Presence vs Visibility
There is a difference between being visible and having presence. Visibility is about being seen. Presence is about being recognised — people knowing what you stand for, what you create, and what to expect from you. On taron, the creators who build the most durable followings are not necessarily the most prolific. They are the ones who are most clearly themselves, consistently.
Before focusing on tactics, be clear on what your creator identity actually is. What type of experiences do you create? What does the through-line in your events and communities look like? That clarity is the foundation everything else builds on.
Keep Your Profile Current
Your profile is your public face on taron and often the deciding factor for potential followers encountering you for the first time. Review it before every event launch and update it any time your focus shifts. A bio that described what you were doing six months ago may no longer represent the work you are currently putting out — and that mismatch costs you followers who would have stayed if the profile had been accurate.
Host Regularly, Not Just Occasionally
Creators who appear occasionally stay familiar to current followers but rarely grow their audience. Growth on taron tends to come from consistent hosting — not because frequency alone drives followers, but because regular events give the platform more reason to surface your work to new audiences, and give existing followers more reason to return and bring others.
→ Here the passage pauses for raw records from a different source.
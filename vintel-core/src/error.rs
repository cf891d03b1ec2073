//! Error types for vintel-core

use std::path::PathBuf;
use thiserror::Error;

/// Main error type for the vintel-core library
///
/// Only genuine I/O and setup problems become an `Error`. Malformed, stale or
/// unwatched chat lines are dropped by the parsers and never surface here.
#[derive(Error, Debug)]
pub enum Error {
    /// IO error
    #[error("IO error: {0}")]
    Io(#[from] std::io::Error),

    /// JSON parsing error
    #[error("JSON error: {0}")]
    Json(#[from] serde_json::Error),

    /// Configuration error
    #[error("configuration error: {0}")]
    Config(String),

    /// Location catalog could not be built
    #[error("catalog error: {0}")]
    Catalog(String),

    /// Chat log is not valid UTF-16LE
    #[error("failed to decode {}: {message}", path.display())]
    Decode { path: PathBuf, message: String },

    /// Local-channel log without the listener / session header
    #[error("no listener or session start found in local log {}", .0.display())]
    LocalHeader(PathBuf),
}

/// Result type alias for vintel-core
pub type Result<T> = std::result::Result<T, Error>;
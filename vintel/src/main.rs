//! vintel-watch - tail EVE chat logs and print intel as it arrives
//!
//! Discovers the game client's chat logs, replays their recent tails, then
//! polls for appended lines and prints every extracted message.
//!
//! Uses XDG Base Directory specification for file locations:
//! - Catalog: $XDG_DATA_HOME/vintel/systems.json (~/.local/share/vintel/systems.json)
//! - Logs: $XDG_STATE_HOME/vintel/vintel.<date>.log (~/.local/state/vintel/)
//! - Config: $XDG_CONFIG_HOME/vintel/config.toml (~/.config/vintel/config.toml)

use anyhow::{Context, Result};
use clap::{ArgAction, Parser};
use serde::Serialize;
use std::collections::{BTreeSet, HashMap};
use std::path::{Path, PathBuf};
use std::sync::atomic::{AtomicBool, Ordering};
use std::sync::Arc;
use std::thread;
use std::time::Duration;
use vintel_core::{
    list_chat_logs, ChatEngine, Config, LocationCatalog, Message, MessageStatus, PollResult,
    SystemClock,
};

#[derive(Parser)]
#[command(name = "vintel-watch")]
#[command(about = "Tail EVE chat logs and print intel messages")]
#[command(version)]
struct Args {
    /// Chat log directory (overrides config)
    #[arg(long)]
    log_dir: Option<PathBuf>,

    /// Location catalog JSON file (overrides config)
    #[arg(long)]
    catalog: Option<PathBuf>,

    /// Intel room to watch; repeat for several (overrides config)
    #[arg(short, long = "room")]
    rooms: Vec<String>,

    /// Replay recent history and exit instead of watching
    #[arg(long)]
    once: bool,

    /// Poll interval in milliseconds
    #[arg(long, default_value = "1000")]
    poll: u64,

    /// Print messages as JSON lines
    #[arg(long)]
    json: bool,

    /// Verbose output (-v duplicates, expiry and debug logs; -vv discovered files and trace logs)
    #[arg(short, long, action = ArgAction::Count)]
    verbose: u8,
}

/// One printed message in `--json` mode.
#[derive(Serialize)]
struct MessageLine<'a> {
    timestamp: String,
    room: &'a str,
    user: &'a str,
    status: MessageStatus,
    text: &'a str,
    systems: &'a BTreeSet<String>,
    #[serde(skip_serializing_if = "Vec::is_empty")]
    kos_pilots: Vec<String>,
}

impl<'a> From<&'a Message> for MessageLine<'a> {
    fn from(message: &'a Message) -> Self {
        Self {
            timestamp: message
                .timestamp
                .to_rfc3339_opts(chrono::SecondsFormat::Secs, true),
            room: &message.room,
            user: &message.user,
            status: message.status,
            text: &message.plain_text,
            systems: &message.systems,
            kos_pilots: message.kos_pilots(),
        }
    }
}

fn main() -> Result<()> {
    let mut args = Args::parse();

    // Ensure XDG environment variables are set before using core library
    Config::ensure_xdg_env();

    let mut config = Config::load().context("failed to load configuration")?;
    if let Some(dir) = args.log_dir.take() {
        config.chat.log_dir = Some(dir);
    }
    if let Some(path) = args.catalog.take() {
        config.catalog.path = Some(path);
    }
    if !args.rooms.is_empty() {
        config.chat.rooms = std::mem::take(&mut args.rooms);
    }

    let log_guard = vintel_core::logging::init(&config.logging, args.verbose)
        .context("failed to initialize logging")?;
    tracing::info!("vintel-watch starting");

    let catalog = load_catalog(&config.catalog_path())?;
    let clock = Arc::new(SystemClock::with_offset_secs(config.chat.time_offset_secs));
    let mut engine = ChatEngine::new(config.chat.clone(), catalog, clock);

    let log_dir = config.log_dir();
    let tracked = engine
        .discover(&log_dir)
        .with_context(|| format!("failed to scan {}", log_dir.display()))?;

    if !args.json {
        println!("Chat logs: {}", log_dir.display());
        println!("Logs: {}", log_guard.log_dir().display());
        println!(
            "Watching {} room(s), {} recent file(s)",
            engine.rooms().len(),
            tracked.len()
        );
    }
    if args.verbose > 1 {
        for path in &tracked {
            eprintln!("  - {}", path.display());
        }
    }

    let replayed = engine.replay();
    print_result(&replayed, &args)?;

    if args.once {
        tracing::info!(messages = replayed.messages.len(), "Replay complete");
        return Ok(());
    }

    run_watch_mode(&mut engine, &log_dir, &args)
}

/// Load the location catalog, or fall back to an empty one if the file is missing.
fn load_catalog(path: &Path) -> Result<LocationCatalog> {
    if !path.exists() {
        tracing::warn!(path = %path.display(), "No location catalog, locations will not be recognized");
        eprintln!("warning: no location catalog at {}", path.display());
        return Ok(LocationCatalog::default());
    }
    LocationCatalog::load(path)
        .with_context(|| format!("failed to load location catalog {}", path.display()))
}

/// Poll the log directory until Ctrl+C.
fn run_watch_mode(engine: &mut ChatEngine, log_dir: &Path, args: &Args) -> Result<()> {
    // Set up signal handler for graceful shutdown
    let running = Arc::new(AtomicBool::new(true));
    let r = running.clone();

    ctrlc::set_handler(move || {
        eprintln!("\nShutting down...");
        r.store(false, Ordering::SeqCst);
    })
    .context("failed to set Ctrl+C handler")?;

    let poll_duration = Duration::from_millis(args.poll);
    if !args.json {
        println!(
            "Watch mode active (poll every {}ms). Press Ctrl+C to stop.",
            args.poll
        );
    }

    // Sizes seen so far; only files that change afterwards are polled
    let mut sizes: HashMap<PathBuf, u64> = HashMap::new();
    for path in list_chat_logs(log_dir)? {
        if let Ok(metadata) = std::fs::metadata(&path) {
            sizes.insert(path, metadata.len());
        }
    }

    while running.load(Ordering::SeqCst) {
        let paths = match list_chat_logs(log_dir) {
            Ok(paths) => paths,
            Err(e) => {
                tracing::warn!(error = %e, "Failed to list chat logs");
                Vec::new()
            }
        };

        for path in paths {
            let Ok(size) = std::fs::metadata(&path).map(|m| m.len()) else {
                continue;
            };
            if sizes.get(&path) == Some(&size) {
                continue;
            }
            sizes.insert(path.clone(), size);

            let result = engine.on_file_changed(&path);
            print_result(&result, args)?;
        }

        let expired = engine.expire_now();
        if args.verbose > 0 && !expired.is_empty() {
            eprintln!("Expired {} message(s)", expired.len());
        }

        thread::sleep(poll_duration);
    }

    tracing::info!("vintel-watch stopped");
    Ok(())
}

fn print_result(result: &PollResult, args: &Args) -> Result<()> {
    for warning in &result.warnings {
        eprintln!("warning: {}", warning);
    }
    for message in &result.messages {
        if message.status == MessageStatus::Ignore && args.verbose == 0 {
            continue;
        }
        if args.json {
            let line = serde_json::to_string(&MessageLine::from(message))
                .context("failed to serialize message")?;
            println!("{}", line);
        } else {
            println!("{}", format_message(message));
        }
    }
    Ok(())
}

fn format_message(message: &Message) -> String {
    let time = message.timestamp.format("%H:%M:%S");
    let systems = if message.systems.is_empty() {
        String::new()
    } else {
        format!(
            " [{}]",
            message.systems.iter().cloned().collect::<Vec<_>>().join(", ")
        )
    };

    match message.status {
        MessageStatus::Location => format!(
            "{} {:<8} {} is now in{}",
            time, message.status, message.user, systems
        ),
        _ => format!(
            "{} {:<8} {} {}: {}{}",
            time, message.status, message.room, message.user, message.plain_text, systems
        ),
    }
}
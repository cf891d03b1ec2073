//! Hyperlink pass.

use crate::types::{RichText, Segment};

const URL_PREFIXES: &[&str] = &["http://", "https://"];

/// Earliest link in `run`, as a byte range ending at whitespace or end of run.
fn find_url(run: &str) -> Option<(usize, usize)> {
    let start = URL_PREFIXES.iter().filter_map(|p| run.find(p)).min()?;
    let end = run[start..]
        .find(char::is_whitespace)
        .map(|i| start + i)
        .unwrap_or(run.len());
    Some((start, end))
}

/// Mark the first link found in a plain run.
pub fn mark_url(text: &mut RichText) -> bool {
    let hit = text
        .segments()
        .iter()
        .enumerate()
        .find_map(|(index, segment)| match segment {
            Segment::Plain { text: run } => {
                find_url(run).map(|(start, end)| (index, start, end, run[start..end].to_string()))
            }
            _ => None,
        });

    match hit {
        Some((index, start, end, url)) => {
            text.split_plain(index, start, end, Segment::Url { url });
            true
        }
        None => false,
    }
}
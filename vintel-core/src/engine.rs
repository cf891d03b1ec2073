//! Chat engine: ties file tailing, extraction and location tracking together
//!
//! ## Architecture
//!
//! ```text
//! ┌──────────────┐     ┌─────────────┐     ┌──────────────────┐
//! │  Chat logs   │ ──► │ FileTracker │ ──► │ MessageExtractor │ ──► History
//! │ (UTF-16LE)   │     │  (new lines)│     │ LocationTracker  │ ──► locations
//! └──────────────┘     └─────────────┘     └──────────────────┘
//! ```
//!
//! The engine is single-threaded: callers serialize [`ChatEngine::on_file_changed`]
//! calls across files. It never fails on a single bad file; the file is ignored
//! from then on and a [`FileWarning`] is returned once.
//!
//! ## Usage
//!
//! ```rust,ignore
//! let mut engine = ChatEngine::new(config.chat.clone(), catalog, clock);
//! engine.discover(&config.log_dir())?;
//! let startup = engine.replay();
//!
//! // later, whenever a log grows
//! let result = engine.on_file_changed(&path);
//! for message in &result.messages {
//!     println!("{}", message);
//! }
//! ```

use crate::catalog::LocationCatalog;
use crate::clock::Clock;
use crate::config::ChatConfig;
use crate::error::{Error, Result};
use crate::extract::{History, MessageExtractor};
use crate::location::{LocationRecord, LocationTracker};
use crate::tracker::{derive_room_name, is_local_room, FileTracker};
use crate::types::Message;
use chrono::{DateTime, Utc};
use std::collections::BTreeMap;
use std::fmt;
use std::path::{Path, PathBuf};
use std::sync::Arc;
use std::time::Duration;

/// Shortest line worth parsing, in characters.
const MIN_LINE_LEN: usize = 3;

/// A file that failed and is now ignored.
#[derive(Debug, Clone, PartialEq, Eq)]
pub struct FileWarning {
    pub path: PathBuf,
    pub message: String,
}

impl FileWarning {
    fn new(path: &Path, error: &Error) -> Self {
        Self {
            path: path.to_path_buf(),
            message: error.to_string(),
        }
    }
}

impl fmt::Display for FileWarning {
    fn fmt(&self, f: &mut fmt::Formatter<'_>) -> fmt::Result {
        write!(f, "{}: {}", self.path.display(), self.message)
    }
}

/// Output of one poll.
#[derive(Debug, Default)]
pub struct PollResult {
    /// Messages produced, in line order
    pub messages: Vec<Message>,
    /// Files that failed during this poll
    pub warnings: Vec<FileWarning>,
}

impl PollResult {
    fn merge(&mut self, other: PollResult) {
        self.messages.extend(other.messages);
        self.warnings.extend(other.warnings);
    }
}

fn is_worth_parsing(line: &str) -> bool {
    line.chars().count() >= MIN_LINE_LEN
}

/// Chat log files (`*.txt`) directly inside `dir`, sorted by path.
pub fn list_chat_logs(dir: &Path) -> Result<Vec<PathBuf>> {
    let pattern = glob::Pattern::escape(&dir.to_string_lossy()) + "/*.txt";
    let entries = glob::glob(&pattern)
        .map_err(|e| Error::Config(format!("Invalid log directory pattern: {}", e)))?;
    let mut paths: Vec<PathBuf> = entries.flatten().filter(|p| p.is_file()).collect();
    paths.sort();
    Ok(paths)
}

/// Owns all pipeline state for one set of chat logs.
pub struct ChatEngine {
    extractor: MessageExtractor,
    catalog: LocationCatalog,
    clock: Arc<dyn Clock>,
    files: FileTracker,
    history: History,
    locations: LocationTracker,
    startup_max_age: Duration,
}

impl ChatEngine {
    pub fn new(config: ChatConfig, catalog: LocationCatalog, clock: Arc<dyn Clock>) -> Self {
        Self {
            extractor: MessageExtractor::new(config.normalized_rooms(), config.expiry_secs),
            catalog,
            clock,
            files: FileTracker::new(config.header_lines, config.replay_lines),
            history: History::new(),
            locations: LocationTracker::new(),
            startup_max_age: Duration::from_secs(config.startup_max_age_secs),
        }
    }

    /// Current game time.
    pub fn now(&self) -> DateTime<Utc> {
        self.clock.now()
    }

    /// Start tracking every recently modified chat log in `dir`.
    ///
    /// Files are picked up at their current end; call [`replay`](Self::replay)
    /// to process their tails. Returns the tracked paths.
    pub fn discover(&mut self, dir: &Path) -> Result<Vec<PathBuf>> {
        let mut tracked = Vec::new();
        for path in list_chat_logs(dir)? {
            let age = std::fs::metadata(&path)
                .and_then(|m| m.modified())
                .map(|t| t.elapsed().unwrap_or(Duration::ZERO));
            match age {
                Ok(age) if age <= self.startup_max_age => {}
                Ok(_) => continue,
                Err(e) => {
                    tracing::warn!(path = %path.display(), error = %e, "Failed to stat chat log");
                    continue;
                }
            }

            match self.files.track_existing(&path) {
                Ok(()) => tracked.push(path),
                Err(e) => {
                    tracing::warn!(path = %path.display(), error = %e, "Ignoring chat log");
                }
            }
        }
        tracing::info!(dir = %dir.display(), count = tracked.len(), "Discovered chat logs");
        Ok(tracked)
    }

    /// Process the lines appended to `path` since the last call.
    pub fn on_file_changed(&mut self, path: &Path) -> PollResult {
        let mut result = PollResult::default();
        if self.files.is_ignored(path) {
            return result;
        }

        let lines = match self.files.read_new_lines(path) {
            Ok(lines) => lines,
            Err(e) => {
                tracing::warn!(path = %path.display(), error = %e, "Failed to read chat log, ignoring it");
                result.warnings.push(FileWarning::new(path, &e));
                return result;
            }
        };

        let room = derive_room_name(path);
        let lines = lines.iter().filter(|line| is_worth_parsing(line));

        if is_local_room(&room) {
            let Some(owner) = self
                .files
                .record(path)
                .and_then(|r| r.owner_character.clone())
            else {
                return result;
            };
            self.locations.register(&owner);
            result
                .messages
                .extend(lines.filter_map(|line| self.locations.apply(&owner, line)));
        } else {
            let now = self.clock.now();
            for line in lines {
                if let Some(message) =
                    self.extractor
                        .extract(line, &room, now, &self.catalog, &mut self.history)
                {
                    result.messages.push(message);
                }
            }
        }

        tracing::trace!(
            path = %path.display(),
            messages = result.messages.len(),
            "Processed chat log"
        );
        result
    }

    /// Move every tracked file back by the replay window. Returns the new offsets.
    pub fn rewind(&mut self) -> BTreeMap<PathBuf, usize> {
        self.files.rewind()
    }

    /// Rewind, then process the replayed tail of every tracked file.
    ///
    /// Files are read one after another, so the replayed messages and the
    /// history are re-sorted by timestamp afterwards. Expiry relies on the
    /// history being in time order.
    pub fn replay(&mut self) -> PollResult {
        let mut result = PollResult::default();
        for path in self.rewind().into_keys() {
            result.merge(self.on_file_changed(&path));
        }
        result.messages.sort_by_key(|m| m.timestamp);

        let mut messages = self.replace_history(History::new()).into_messages();
        messages.sort_by_key(|m| m.timestamp);
        self.history = History::from_messages(messages);

        tracing::info!(messages = result.messages.len(), "Replayed chat logs");
        result
    }

    /// Drop history entries older than the expiry window at `now`.
    ///
    /// Returns the dropped messages, marked old.
    pub fn expire(&mut self, now: DateTime<Utc>) -> Vec<Message> {
        self.history.expire(now, self.extractor.expiry_secs())
    }

    pub fn expire_now(&mut self) -> Vec<Message> {
        let now = self.clock.now();
        self.expire(now)
    }

    pub fn set_rooms<I, S>(&mut self, rooms: I)
    where
        I: IntoIterator<Item = S>,
        S: AsRef<str>,
    {
        self.extractor.set_rooms(rooms);
    }

    pub fn rooms(&self) -> &[String] {
        self.extractor.rooms()
    }

    pub fn set_catalog(&mut self, catalog: LocationCatalog) {
        tracing::info!(locations = catalog.len(), "Location catalog replaced");
        self.catalog = catalog;
    }

    pub fn catalog(&self) -> &LocationCatalog {
        &self.catalog
    }

    /// Swap in a new history, returning the old one.
    pub fn replace_history(&mut self, history: History) -> History {
        std::mem::replace(&mut self.history, history)
    }

    pub fn history(&self) -> &History {
        &self.history
    }

    pub fn location_of(&self, character: &str) -> Option<&LocationRecord> {
        self.locations.location_of(character)
    }

    pub fn known_characters(&self) -> Vec<&str> {
        self.locations.known_characters()
    }

    pub fn reset_locations(&mut self) {
        self.locations.reset();
    }

    pub fn tracked_paths(&self) -> Vec<&Path> {
        self.files.records().map(|(path, _)| path).collect()
    }

    pub fn ignored_paths(&self) -> Vec<&Path> {
        let mut paths: Vec<&Path> = self.files.ignored_paths().collect();
        paths.sort();
        paths
    }
}
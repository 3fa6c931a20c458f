//! Position control for Thorlabs galvo mirror drivers.
//!
//! Converts mirror positions into DAC output voltages (and back) using a
//! per-axis affine calibration, tracks a movable origin per axis, and streams
//! open-loop moves to a DAQ through the [`DacWriter`] trait.
//!
//! # Modules
//!
//! - [`config`] - DAC range, per-axis calibration, motion parameters, JSON calibration files
//! - [`converter`] - Position ↔ voltage conversion with clamping to the DAC range
//! - [`tracker`] - Origin and position bookkeeping for one axis
//! - [`motion`] - Interpolated move planning shared by all axes
//! - [`system`] - [`GalvoSystem`], the one- or two-axis movement API
//! - [`dac`] - [`DacWriter`] capability and 16-bit register code quantization
//! - [`mock_dac`] - In-memory [`RecordingDac`] for tests and dry runs

pub mod axis;
pub mod config;
pub mod converter;
pub mod dac;
pub mod error;
pub mod mock_dac;
pub mod motion;
pub mod system;
pub mod tracker;
pub mod units;

pub use axis::{Axis, PerAxis};
pub use config::{
    AxisCalibration, CalibrationFile, CalibrationParams, ConfigError, DacRange, GalvoConfig,
    MotionConfig, SyncMode,
};
pub use converter::{ClampResult, Converter};
pub use dac::{DacChannel, DacError, DacResolution, DacWriter};
pub use error::{GalvoError, GalvoResult};
pub use mock_dac::{DacWrite, RecordingDac};
pub use system::{AxisReport, AxisTargets, GalvoSystem, MoveReport};
pub use units::PositionUnit;
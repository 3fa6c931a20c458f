//! Dry-run CLI for Thorlabs galvo calibration and moves.
//!
//! Subcommands:
//! - `convert`: Position to output voltage and register code
//! - `inverse`: Output voltage back to position
//! - `move`: Simulate a move and print every DAC write
//! - `info`: Show calibration, reachable span per axis, and DAC resolution
//!
//! Nothing here talks to hardware; moves are recorded by an in-memory DAC.

use std::path::PathBuf;

use anyhow::{bail, Context, Result};
use clap::{Parser, Subcommand};
use galvo::{
    Axis, AxisTargets, CalibrationFile, Converter, DacChannel, GalvoConfig, GalvoSystem, RecordingDac,
};
use strum::IntoEnumIterator;
use tracing::info;

/// Thorlabs galvo position/voltage tool
#[derive(Parser, Debug)]
#[command(name = "galvo_tool")]
#[command(about = "Galvo calibration and dry-run move tool")]
#[command(version)]
struct Args {
    /// Calibration file (JSON); the Thorlabs bench calibration is used if omitted
    #[arg(long, global = true)]
    config: Option<PathBuf>,

    #[command(subcommand)]
    command: Command,
}

#[derive(Subcommand, Debug)]
enum Command {
    /// Convert an absolute position to the DAC output voltage
    Convert {
        #[arg(short, long, value_enum)]
        axis: Axis,

        /// Absolute position in calibration units
        #[arg(short, long, allow_hyphen_values = true)]
        position: f64,
    },

    /// Convert a DAC output voltage back to an absolute position
    Inverse {
        #[arg(short, long, value_enum)]
        axis: Axis,

        /// Output voltage in volts
        #[arg(short, long, allow_hyphen_values = true)]
        voltage: f64,
    },

    /// Simulate a move and print the voltage steps it writes
    Move {
        /// Target for x, relative to the origin
        #[arg(short, long, allow_hyphen_values = true)]
        x: Option<f64>,

        /// Target for z, relative to the origin
        #[arg(short, long, allow_hyphen_values = true)]
        z: Option<f64>,

        /// Origin for x before moving
        #[arg(long, allow_hyphen_values = true)]
        origin_x: Option<f64>,

        /// Origin for z before moving
        #[arg(long, allow_hyphen_values = true)]
        origin_z: Option<f64>,

        /// Speed in position units per second (omit for a single-write jump)
        #[arg(short, long)]
        speed: Option<f64>,
    },

    /// Show calibration and DAC details
    Info {
        /// Write the active calibration to this path as JSON
        #[arg(long)]
        save: Option<PathBuf>,
    },
}

fn load_calibration(path: Option<&PathBuf>) -> Result<CalibrationFile> {
    match path {
        Some(path) => CalibrationFile::load_from_file(path)
            .with_context(|| format!("Failed to load calibration from {}", path.display())),
        None => Ok(CalibrationFile::thorlabs_bench()),
    }
}

fn main() -> Result<()> {
    tracing_subscriber::fmt::init();

    let args = Args::parse();
    let calibration = load_calibration(args.config.as_ref())?;
    let config = calibration.resolve()?;

    match args.command {
        Command::Convert { axis, position } => cmd_convert(&config, axis, position),
        Command::Inverse { axis, voltage } => cmd_inverse(&config, axis, voltage),
        Command::Move {
            x,
            z,
            origin_x,
            origin_z,
            speed,
        } => cmd_move(config, x, z, origin_x, origin_z, speed),
        Command::Info { save } => cmd_info(&config, &calibration, save),
    }
}

fn cmd_convert(config: &GalvoConfig, axis: Axis, position: f64) -> Result<()> {
    let converter = Converter::new(config.clone());
    let result = converter.position_to_voltage(axis, position);
    let code = converter.position_to_code(axis, position);
    let unit = config.unit();

    println!("Axis {axis}: {position} {unit}");
    println!("  voltage: {:.6} V", result.voltage());
    println!("  code:    {code} (0x{code:04X})");
    if result.was_clamped() {
        let (reached, _) = converter.limit_position(axis, position);
        println!("  clamped: mirror stops at {reached:.3} {unit}");
    }
    Ok(())
}

fn cmd_inverse(config: &GalvoConfig, axis: Axis, voltage: f64) -> Result<()> {
    let position = Converter::new(config.clone()).voltage_to_position(axis, voltage);

    println!("Axis {axis}: {voltage} V -> {position:.3} {}", config.unit());
    if !config.dac_range().contains(voltage) {
        println!(
            "  note: {voltage} V is outside the DAC range [{}, {}] V",
            config.dac_range().min,
            config.dac_range().max
        );
    }
    Ok(())
}

fn cmd_move(
    config: GalvoConfig,
    x: Option<f64>,
    z: Option<f64>,
    origin_x: Option<f64>,
    origin_z: Option<f64>,
    speed: Option<f64>,
) -> Result<()> {
    let mut targets = AxisTargets::new();
    if let Some(x) = x {
        targets = targets.x(x);
    }
    if let Some(z) = z {
        targets = targets.z(z);
    }
    if targets.is_empty() {
        bail!("Specify at least one of --x or --z");
    }

    let mut origins = AxisTargets::new();
    if let Some(x) = origin_x {
        origins = origins.x(x);
    }
    if let Some(z) = origin_z {
        origins = origins.z(z);
    }

    let channels = Axis::iter()
        .map(|axis| (axis, DacChannel::new(format!("DAC_{axis}"))))
        .collect();
    let mut galvos = GalvoSystem::new(config, RecordingDac::new(), channels)?;
    galvos.set_origin(&origins)?;

    let report = match speed {
        Some(speed) => galvos.go_to(&targets, speed)?,
        None => galvos.jump_to(&targets)?,
    };
    info!(
        "Move finished: {} steps in {:?}",
        report.steps, report.duration
    );

    let config = galvos.config();
    for write in galvos.dac().writes() {
        let code = config
            .resolution()
            .voltage_to_code(config.dac_range(), write.voltage);
        println!("{:>6} {:>10.6} V  {code:>5}", write.channel.as_str(), write.voltage);
    }

    println!();
    for axis_report in &report.axes {
        let axis = axis_report.axis;
        println!(
            "Axis {axis}: absolute {:.3}, relative {:.3} {}{}",
            axis_report.position,
            galvos.rel_pos(axis).unwrap_or_default(),
            config.unit(),
            if axis_report.output.was_clamped() {
                " (clamped)"
            } else {
                ""
            }
        );
    }
    Ok(())
}

fn cmd_info(config: &GalvoConfig, calibration: &CalibrationFile, save: Option<PathBuf>) -> Result<()> {
    let range = config.dac_range();
    let resolution = config.resolution();

    println!("DAC range:  [{}, {}] V", range.min, range.max);
    println!(
        "Resolution: {} bits in a {}-bit register ({:.3} mV/step)",
        resolution.bits,
        resolution.set_bits,
        resolution.step_voltage(range) * 1e3
    );
    let motion = config.motion();
    println!(
        "Motion:     {} steps, max {} {}/s, {:?}",
        motion.interpolation_steps,
        motion.max_speed,
        config.unit(),
        motion.sync
    );

    let converter = Converter::new(config.clone());
    for axis in Axis::iter() {
        let cal = config.calibration(axis);
        let (lo, hi) = converter.axis_span(axis);
        println!(
            "Axis {axis}: slope {:.6e} V/{unit}, intercept {} V, center correction {} {unit}, span [{lo:.3}, {hi:.3}] {unit}",
            cal.slope,
            cal.intercept,
            cal.center_correction,
            unit = config.unit()
        );
    }

    if let Some(path) = save {
        calibration
            .save_to_file(&path)
            .with_context(|| format!("Failed to save calibration to {}", path.display()))?;
        println!("Calibration written to {}", path.display());
    }
    Ok(())
}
Find a cadence that is genuinely sustainable for your situation and stick to it. A well-executed monthly event builds more durable presence than an ambitious weekly one that you cannot maintain.
Use Communities to Extend Your Reach
Events are moments. Communities are ongoing. If you host events without a community, you are leaving significant relationship-building on the table. A community gives your audience somewhere to stay engaged between events — sustaining your presence even when you are not actively producing new programming.
This matters particularly for creators serving African audiences across the continent and the diaspora. A community lets you maintain meaningful connection with members in London or New York alongside your Lagos-based audience without needing separate strategies for each geography.
Cross-Platform Coherence
If your audience knows you from LinkedIn, Instagram, or another platform and looks for you on taron, consistency makes the connection immediate. Using the same display name, profile photo, and core positioning across platforms removes friction from that recognition. It also makes it easier for new taron members to trust you quickly — they can cross-reference your presence elsewhere to validate that you are who you say you are.